To conduct SRS imaging, we used the Yb-fiber laser along with synchronized, picosecond Ti:sapphire (titanium-doped sapphire) laser pulses. We succeeded in obtaining spectral images of different types of polymer beads. The images have different contrast depending on the vibrational frequency: see Figure 1(a)–(d). From the entire spectral data, we extracted SRS spectra at certain locations. The different spectra of polystyrene and poly(methyl methacrylate) are clear: see Figure 1(e). Although the frame rate in this experiment was as low as 1.3 frames/s, we recently upgraded the frame rate to 15 frames/s, enabling tens of spectral images to be acquired in a few seconds.6 This system would allow fast biological imaging with high molecular specificity.
Figure 1. Spectral imaging of polymer beads by stimulated Raman scattering (SRS) microscopy. (a)–(d) SRS images at different wavenumbers. Scale bar: 10μm. (e) SRS spectra of polystyrene (PS) and poly(methyl methacrylate) (PMMA) reconstructed from the SRS images. Arb.: Arbitrary. (Reprinted with permission.5)
Another important issue is that the solid-state lasers (such as Ti:sapphire) often used for SRS microscopy are bulky and expensive. From a practical point of view, it would be attractive to replace them by compact, cost-effective fiber lasers. When we use fiber lasers for both beams in SRS microscopy, however, it is important to take the intensity noise into account. Because the SRS signal is detected as a small intensity modulation in one of the pulsed beams, excessive intensity noise in that beam will degrade the signal-to-noise ratio. In our experiments imaging polymer beads, that role was played by the Ti:Sapphire laser, which had very low noise (roughly at the shot-noise limit). Typically, the intensity noise of fiber lasers is much higher than the shot-noise limit because optical amplification in the fiber produces amplified spontaneous emission noise.
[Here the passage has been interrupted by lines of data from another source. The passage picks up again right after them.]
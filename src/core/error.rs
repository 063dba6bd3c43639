//! Error types for scheduler operations.

use thiserror::Error;

/// Errors returned across the scheduler's public API boundary.
///
/// Task-execution failures never appear here: they are captured into the
/// task's [`crate::core::TaskResult`] so a rejected submission ("your task
/// never entered the system") stays distinguishable from a task that ran
/// and failed.
#[derive(Debug, Error)]
pub enum SchedulerError {
    /// The pending queue is at capacity; the submission was rejected.
    #[error("queue full: capacity {0} reached")]
    QueueFull(usize),
    /// The scheduler has been shut down and accepts no new work.
    #[error("scheduler is shut down")]
    Shutdown,
}

/// Terminal error attached to a [`crate::core::TaskResult`].
#[derive(Debug, Error)]
pub enum TaskError {
    /// The work closure did not complete within its timeout. The closure
    /// itself may still be running in the background; only the scheduler's
    /// view of the task is finished.
    #[error("task timed out after {0:?}")]
    Timeout(std::time::Duration),
    /// The task was still queued when `cancel_all` cleared the queue.
    #[error("task cancelled before it started")]
    Cancelled,
    /// The work closure itself returned an error on its final attempt.
    #[error("task failed: {0}")]
    Failed(#[from] anyhow::Error),
}

impl TaskError {
    /// Whether this error is the distinct timeout variant, tracked
    /// separately in scheduler statistics.
    pub fn is_timeout(&self) -> bool {
        matches!(self, Self::Timeout(_))
    }
}

/// Application-facing result using anyhow for higher-level contexts.
pub type AppResult<T> = Result<T, anyhow::Error>;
We mitigated the intensity noise of fiber lasers by developing a collinear balanced detection (CBD) technique,7 where one beam’s optical pulses are split and combined collinearly with a delay. When the original pulse and the delayed replica are detected, the photocurrents that originate from these pulses add up. However, because the replica is delayed in time, the phase of its photocurrent spectrum in the frequency domain is shifted by an amount that is linearly proportional to the frequency. As a result, the two photocurrents add up destructively at specific frequencies, leading to the cancellation of the intensity noise. We can use these frequency regions (i.e., modulate at these frequencies) for lock-in detection of the SRS signal. The CBD technique will be a key for applying fiber lasers for SRS microscopy.
In summary, we have demonstrated a wavelength-tunable fiber laser for SRS microscopy that is suitable for fast biological spectral imaging. We have also shown that the CBD technique can improve the signal-to-noise ratio achievable with dual-fiber-laser SRS microscopy. Although we have been developing laser sources for enhancing molecular specificity and for facilitating the practical implementation of SRS microscopy, many challenges remain: Can we achieve video-rate imaging using two fiber lasers? Can we broaden the wavelength tunability so that we can access the Raman ‘fingerprint region’ (500–1800cm−1), where rich spectroscopic information is obtained? Can we develop ultra-low-noise fiber lasers, which would not require CBD? We are tackling these questions in the next steps of our research. The continuing advances of laser technologies will assist in overcoming these challenges, and may open powerful new biological imaging modalities in the future.